La validation externe du modèle à l’aide de l’ePRM et de la régression logistique a révélé que le modèle entraîné avait une précision de 72 % et une spécificité de 80 %, ce qui est plus que suffisant pour une utilisation diagnostique clinique.
Conclusions
La prééclampsie, bien qu’elle soit une affection courante et grave, est difficile à étudier car elle ne survient que spontanément chez les primates. Les méthodologies in vitro conventionnelles et les modèles murins in vivo ne peuvent pas être recrutés pour tester les hypothèses d’EP, obligeant les chercheurs à se concentrer sur les études d’EP étiopathogénétiques menées sur des patients humains atteints d’EP.
En raison de la rareté de la recherche sur l’EP, les procédures de diagnostic conventionnelles sont très invasives avec un risque de fausse couche ou soumises à un biais élevé d’expérience de l’échographiste. De plus, la plupart des approches diagnostiques traditionnelles sont de faible sensibilité, en particulier avant la présentation des symptômes de l’EP.

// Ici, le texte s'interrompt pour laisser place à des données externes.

//! Delivery of notifications to a Discord compatible webhook.

use std::thread;
use std::time::Duration;

use chrono::{DateTime, Datelike, Local, Utc};
use reqwest::blocking::Client;
use reqwest::StatusCode;
use serde_json::{json, Value};

use super::{Notifier, NotifyError};
use crate::config::NotificationConfig;

const RETRY_BACKOFF: Duration = Duration::from_secs(2);

/// Posts every message as a single embed to a webhook.
///
/// The HTTP client is built once and reused for all messages of a run.
pub struct WebhookNotifier {
    client: Client,
    url: String,
    config: NotificationConfig,
    backoff: Duration,
}

impl WebhookNotifier {
    pub fn new(url: String, config: NotificationConfig) -> Result<Self, NotifyError> {
        let client = Client::builder()
            .timeout(Duration::from_secs(config.timeout_secs))
            .build()
            .map_err(NotifyError::Client)?;

        Ok(Self {
            client,
            url,
            config,
            backoff: RETRY_BACKOFF,
        })
    }

    /// Webhook body of `message` sent at `now`.
    fn payload(&self, message: &str, now: DateTime<Utc>) -> Value {
        let NotificationConfig {
            title,
            thumbnail_url,
            banner_url,
            footer,
            color,
            ..
        } = &self.config;

        let mut embed = json!({
            "title": title,
            "description": message,
            "timestamp": now.to_rfc3339(),
        });
        if let Some(color) = color {
            embed["color"] = json!(color);
        }
        if let Some(url) = thumbnail_url {
            embed["thumbnail"] = json!({ "url": url });
        }
        if let Some(url) = banner_url {
            embed["image"] = json!({ "url": url });
        }
        if let Some(footer) = footer {
            let year = now.with_timezone(&Local).year();
            embed["footer"] = json!({ "text": footer.replace("{year}", &year.to_string()) });
        }

        json!({ "embeds": [embed] })
    }
}

impl Notifier for WebhookNotifier {
    fn notify(&self, message: &str) -> Result<(), NotifyError> {
        let payload = self.payload(message, Utc::now());
        let max_attempts = self.config.max_attempts.max(1);

        let mut attempt = 0;
        loop {
            attempt += 1;
            let error = match self.client.post(&self.url).json(&payload).send() {
                Ok(res) if res.status().is_success() => {
                    log::trace!(target: "notify::webhook", "Delivered notification on attempt {attempt}");
                    return Ok(());
                }
                Ok(res) if is_permanent(res.status()) => {
                    return Err(NotifyError::Rejected {
                        attempts: attempt,
                        status: res.status(),
                    });
                }
                Ok(res) => NotifyError::Rejected {
                    attempts: attempt,
                    status: res.status(),
                },
                Err(source) => NotifyError::Transport {
                    attempts: attempt,
                    source,
                },
            };

            if attempt >= max_attempts {
                return Err(error);
            }
            log::debug!(target: "notify::webhook", "Notification attempt {attempt}/{max_attempts} failed: {error}");
            thread::sleep(self.backoff * attempt);
        }
    }
}

/// Client errors other than rate limiting won't go away on retry.
fn is_permanent(status: StatusCode) -> bool {
    status.is_client_error() && status != StatusCode::TOO_MANY_REQUESTS
}

#[cfg(test)]
mod tests {
    use std::io::{BufRead, BufReader, Read, Write};
    use std::net::TcpListener;
    use std::sync::atomic::{AtomicU32, Ordering};
    use std::sync::Arc;

    use chrono::TimeZone;

    use super::*;

    /// Answers every request with `status` and counts the requests.
    fn serve(status: &'static str) -> (String, Arc<AtomicU32>) {
        let listener = TcpListener::bind("127.0.0.1:0").unwrap();
        let url = format!("http://{}/webhook", listener.local_addr().unwrap());
        let requests = Arc::new(AtomicU32::new(0));

        let counter = Arc::clone(&requests);
        thread::spawn(move || {
            for stream in listener.incoming() {
                let Ok(mut stream) = stream else { continue };
                let mut reader = BufReader::new(stream.try_clone().unwrap());
                let mut content_length = 0;
                loop {
                    let mut line = String::new();
                    if reader.read_line(&mut line).unwrap_or(0) == 0 || line == "\r\n" {
                        break;
                    }
                    if let Some((name, value)) = line.split_once(':') {
                        if name.eq_ignore_ascii_case("content-length") {
                            content_length = value.trim().parse().unwrap_or(0);
                        }
                    }
                }
                let mut body = vec![0; content_length];
                let _ = reader.read_exact(&mut body);

                counter.fetch_add(1, Ordering::SeqCst);
                let _ = write!(
                    stream,
                    "HTTP/1.1 {status}\r\nContent-Length: 0\r\nConnection: close\r\n\r\n"
                );
            }
        });

        (url, requests)
    }

    fn notifier_at(url: String, max_attempts: u32) -> WebhookNotifier {
        let mut notifier = WebhookNotifier::new(
            url,
            NotificationConfig {
                max_attempts,
                timeout_secs: 5,
                ..Default::default()
            },
        )
        .unwrap();
        notifier.backoff = Duration::ZERO;
        notifier
    }

    fn notifier(config: NotificationConfig) -> WebhookNotifier {
        WebhookNotifier::new("http://127.0.0.1:9/webhook".into(), config).unwrap()
    }

    #[test]
    fn payload_contains_branding() {
        let notifier = notifier(NotificationConfig {
            title: "Backup".into(),
            thumbnail_url: Some("https://example.org/logo.png".into()),
            banner_url: Some("https://example.org/banner.png".into()),
            footer: Some("Example © 2022 - {year}".into()),
            color: Some(0xFF5733),
            ..Default::default()
        });
        let now = Utc.with_ymd_and_hms(2025, 6, 15, 12, 0, 0).unwrap();

        let payload = notifier.payload("Daily backup finished", now);
        let embed = &payload["embeds"][0];

        assert_eq!(embed["title"], "Backup");
        assert_eq!(embed["description"], "Daily backup finished");
        assert_eq!(embed["timestamp"], "2025-06-15T12:00:00+00:00");
        assert_eq!(embed["color"], 0xFF5733);
        assert_eq!(embed["thumbnail"]["url"], "https://example.org/logo.png");
        assert_eq!(embed["image"]["url"], "https://example.org/banner.png");
        assert_eq!(embed["footer"]["text"], "Example © 2022 - 2025");
    }

    #[test]
    fn optional_fields_are_omitted() {
        let notifier = notifier(NotificationConfig::default());
        let payload = notifier.payload("hello", Utc::now());
        let embed = payload["embeds"][0].as_object().unwrap();

        assert!(!embed.contains_key("color"));
        assert!(!embed.contains_key("thumbnail"));
        assert!(!embed.contains_key("image"));
        assert!(!embed.contains_key("footer"));
    }

    #[test]
    fn delivered_message_is_sent_once() {
        let (url, requests) = serve("204 No Content");

        notifier_at(url, 3).notify("hello").unwrap();
        assert_eq!(requests.load(Ordering::SeqCst), 1);
    }

    #[test]
    fn client_errors_are_not_retried() {
        let (url, requests) = serve("404 Not Found");

        match notifier_at(url, 3).notify("hello") {
            Err(NotifyError::Rejected { attempts, status }) => {
                assert_eq!(attempts, 1);
                assert_eq!(status, StatusCode::NOT_FOUND);
            }
            other => panic!("expected rejection, got {other:?}"),
        }
        assert_eq!(requests.load(Ordering::SeqCst), 1);
    }

    #[test]
    fn server_errors_and_rate_limits_are_retried() {
        for status in ["503 Service Unavailable", "429 Too Many Requests"] {
            let (url, requests) = serve(status);

            match notifier_at(url, 3).notify("hello") {
                Err(NotifyError::Rejected { attempts, .. }) => assert_eq!(attempts, 3),
                other => panic!("expected rejection, got {other:?}"),
            }
            assert_eq!(requests.load(Ordering::SeqCst), 3);
        }
    }

    #[test]
    fn unreachable_endpoint_gives_up_after_max_attempts() {
        let mut notifier = notifier(NotificationConfig {
            max_attempts: 2,
            timeout_secs: 2,
            ..Default::default()
        });
        notifier.backoff = Duration::ZERO;

        match notifier.notify("hello") {
            Err(NotifyError::Transport { attempts, .. }) => assert_eq!(attempts, 2),
            other => panic!("expected transport failure, got {other:?}"),
        }
    }
}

Les preuves cliniques montrent que la prophylaxie peut réduire l’incidence de l’EP prématurée de 62 % et de l’EP précoce de 82 %, mais les estimations du risque devraient être disponibles bien avant 16 semaines de gestation, car la prophylaxie initiée après cette fenêtre temporelle est inefficace.
De Borre et al. (2023)
Dans la présente étude, les chercheurs ont utilisé le dépistage différentiel de méthylation du cfDNA obtenu à partir du plasma de femmes enceintes, une procédure mini-invasive, pour construire un modèle capable de prédire avec précision l’EP et d’évaluer le risque d’EP dès 12 semaines de gestation.
Le modèle s’est avéré avoir une précision de 72 % et une spécificité de 80 %, ce qui est nettement supérieur aux approches diagnostiques actuelles et sans le démérite du biais de l’opérateur.
Notre étude ouvre ainsi la voie à des études de cohortes prospectives pour évaluer avec précision les performances. En tant que tel, le pouvoir prédictif du profilage cfDName que nous décrivons est prometteur pour améliorer la détection de l’EP – et potentiellement d’autres troubles – et pourrait ainsi permettre une surveillance complète de la santé de la mère et de l’enfant pendant la grossesse.